The problem explains

The also cites strong evidence. That subsidies to reduce the prices of fresh fruits. And vegetables can help improve diets. Drawing on Afghanistan Mobile Number Database experience from anti-tobacco campaigns. The who says taxing sugary drinks could help reduce. Sugar consumption, providing health benefits and more revenue. That governments could reinvest in health. Drink the agency has long recommended that a. Person’s daily sugar intake be less than 10% of their total energy needs. “The consumption of free sugars, including products such. As sugary drinks, is an important factor in the increase in people. Suffering from obesity and diabetes said dr. Douglas who heads the who’s department. Of prevention of noncommunicable diseases.

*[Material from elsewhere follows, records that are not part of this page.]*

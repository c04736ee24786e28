//! Backup artifacts: naming, validation, classification and listing.
//!
//! Kind, format and origin are not stored anywhere; they are read back from
//! the file name (`auto_full_20250101_020000_000.tar.gz` is a scheduled,
//! full-scope container). Renaming an artifact by hand therefore changes how
//! it is classified.

use chrono::{DateTime, Utc};
use serde::{Deserialize, Serialize};
use std::fmt;
use std::path::Path;
use std::str::FromStr;
use tracing::{debug, warn};

use crate::constants::naming;
use crate::errors::{BackupError, BackupResult};

/// Data-only or full (code + config + data) selection
#[derive(Debug, Clone, Copy, Serialize, Deserialize, PartialEq, Eq, Hash, Default)]
#[serde(rename_all = "lowercase")]
pub enum BackupScope {
    #[default]
    Data,
    Full,
}

impl BackupScope {
    pub fn as_str(&self) -> &'static str {
        match self {
            BackupScope::Data => "data",
            BackupScope::Full => "full",
        }
    }
}

impl fmt::Display for BackupScope {
    fn fmt(&self, f: &mut fmt::Formatter<'_>) -> fmt::Result {
        f.write_str(self.as_str())
    }
}

impl FromStr for BackupScope {
    type Err = BackupError;

    fn from_str(s: &str) -> Result<Self, Self::Err> {
        match s.trim().to_ascii_lowercase().as_str() {
            "data" => Ok(BackupScope::Data),
            "full" => Ok(BackupScope::Full),
            other => Err(BackupError::invalid_config(
                "scope",
                format!("expected 'data' or 'full', got '{}'", other),
            )),
        }
    }
}

#[derive(Debug, Clone, Copy, Serialize, Deserialize, PartialEq, Eq)]
#[serde(rename_all = "lowercase")]
pub enum ArtifactFormat {
    /// Raw, directly openable copy of the store
    Snapshot,
    /// Compressed tar container
    Container,
}

#[derive(Debug, Clone, Copy, Serialize, Deserialize, PartialEq, Eq)]
#[serde(rename_all = "lowercase")]
pub enum BackupOrigin {
    Manual,
    Scheduled,
}

#[derive(Debug, Clone, Serialize, Deserialize)]
pub struct BackupArtifact {
    pub name: String,
    pub kind: BackupScope,
    pub format: ArtifactFormat,
    pub size_bytes: u64,
    pub created_at: DateTime<Utc>,
    pub origin: BackupOrigin,
}

impl BackupArtifact {
    /// Build an artifact record from a name and the file's metadata
    pub fn from_metadata(name: &str, metadata: &std::fs::Metadata) -> Self {
        let created_at = metadata
            .modified()
            .map(DateTime::<Utc>::from)
            .unwrap_or_else(|_| Utc::now());

        Self {
            name: name.to_string(),
            kind: classify_kind(name),
            format: classify_format(name),
            size_bytes: metadata.len(),
            created_at,
            origin: classify_origin(name),
        }
    }
}

/// Check a caller-supplied artifact name against the accepted grammar.
///
/// Accepts 1-255 characters from `[A-Za-z0-9._-]`, starting with an
/// alphanumeric, without any `..`, ending in a recognized extension.
pub fn validate_artifact_name(name: &str) -> BackupResult<()> {
    if name.is_empty() {
        return Err(BackupError::invalid_name(name, "name is empty"));
    }

    if name.len() > naming::MAX_NAME_LENGTH {
        return Err(BackupError::invalid_name(
            name,
            format!("name exceeds {} characters", naming::MAX_NAME_LENGTH),
        ));
    }

    if name.contains(['/', '\\']) {
        return Err(BackupError::invalid_name(name, "path separators are not allowed"));
    }

    if name.contains("..") {
        return Err(BackupError::invalid_name(name, "'..' is not allowed"));
    }

    if !name.starts_with(|c: char| c.is_ascii_alphanumeric()) {
        return Err(BackupError::invalid_name(
            name,
            "name must start with a letter or digit",
        ));
    }

    if let Some(bad) = name
        .chars()
        .find(|c| !(c.is_ascii_alphanumeric() || matches!(c, '.' | '_' | '-')))
    {
        return Err(BackupError::invalid_name(
            name,
            format!("character '{}' is not allowed", bad.escape_default()),
        ));
    }

    if !has_recognized_extension(name) {
        return Err(BackupError::invalid_name(
            name,
            "extension must be .db, .sqlite or .tar.gz",
        ));
    }

    Ok(())
}

fn has_recognized_extension(name: &str) -> bool {
    let stem_len = |ext: &str| name.len().saturating_sub(ext.len());
    if name.ends_with(naming::CONTAINER_EXTENSION) {
        return stem_len(naming::CONTAINER_EXTENSION) > 0;
    }
    naming::SNAPSHOT_EXTENSIONS
        .iter()
        .any(|ext| name.ends_with(ext) && stem_len(ext) > 0)
}

pub fn classify_format(name: &str) -> ArtifactFormat {
    if name.ends_with(naming::CONTAINER_EXTENSION) {
        ArtifactFormat::Container
    } else {
        ArtifactFormat::Snapshot
    }
}

pub fn classify_kind(name: &str) -> BackupScope {
    if name.contains(naming::FULL_MARKER) {
        BackupScope::Full
    } else {
        BackupScope::Data
    }
}

pub fn classify_origin(name: &str) -> BackupOrigin {
    if name.starts_with(&format!("{}_", naming::SCHEDULED_PREFIX)) {
        BackupOrigin::Scheduled
    } else {
        BackupOrigin::Manual
    }
}

/// Name for a new container, e.g. `backup_full_20250109_143022_517.tar.gz`
pub fn container_name(origin: BackupOrigin, scope: BackupScope, now: DateTime<Utc>) -> String {
    let prefix = match origin {
        BackupOrigin::Manual => naming::MANUAL_PREFIX,
        BackupOrigin::Scheduled => naming::SCHEDULED_PREFIX,
    };
    format!(
        "{}_{}_{}{}",
        prefix,
        scope,
        now.format(naming::TIMESTAMP_FORMAT),
        naming::CONTAINER_EXTENSION
    )
}

/// Name for the raw safety snapshot taken before a restore
pub fn safety_backup_name(now: DateTime<Utc>) -> String {
    format!(
        "{}_{}{}",
        naming::SAFETY_PREFIX,
        now.format(naming::TIMESTAMP_FORMAT),
        naming::SNAPSHOT_EXTENSIONS[0]
    )
}

/// List every published artifact in `backup_dir`, newest first by mtime.
///
/// In-progress files and anything that does not match the name grammar are
/// ignored. A missing directory lists as empty.
pub async fn list_artifacts(backup_dir: &Path) -> BackupResult<Vec<BackupArtifact>> {
    let mut entries = match tokio::fs::read_dir(backup_dir).await {
        Ok(entries) => entries,
        Err(e) if e.kind() == std::io::ErrorKind::NotFound => {
            debug!("Backup directory {} does not exist yet", backup_dir.display());
            return Ok(Vec::new());
        }
        Err(e) => {
            return Err(BackupError::io(
                format!("read backup directory {}", backup_dir.display()),
                e,
            ))
        }
    };

    let mut artifacts = Vec::new();
    while let Some(entry) = entries
        .next_entry()
        .await
        .map_err(|e| BackupError::io("read backup directory entry", e))?
    {
        let file_name = entry.file_name();
        let Some(name) = file_name.to_str() else {
            continue;
        };

        if name.starts_with(naming::IN_PROGRESS_PREFIX) || validate_artifact_name(name).is_err() {
            continue;
        }

        let metadata = match entry.metadata().await {
            Ok(metadata) if metadata.is_file() => metadata,
            Ok(_) => continue,
            Err(e) => {
                warn!("Could not stat backup {}: {}", name, e);
                continue;
            }
        };

        artifacts.push(BackupArtifact::from_metadata(name, &metadata));
    }

    // Newest first; the name breaks mtime ties so ordering is stable
    artifacts.sort_by(|a, b| {
        b.created_at
            .cmp(&a.created_at)
            .then_with(|| b.name.cmp(&a.name))
    });

    Ok(artifacts)
}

Including the United Kingdom

If governments tax products like sugary drinks. They can reduce suffering and save lives. He confided. Chile and overtook the Indonesia Phone Number List united states as the countries where the most. Sugar-sweetened beverages are consumed. Who officials said. The agency also detected a rapid increase in the intake of these products in china and sub-. At least three in five teenagers. In countries such as chile, and consume soft drinks daily. Compared to between 20 and 40% in the united states and most of . Fiscal policies can be a very important tool. One among many but a very important one for the reduction of. Sugar-sweetened beverages said , head of the who department of nutrition and health.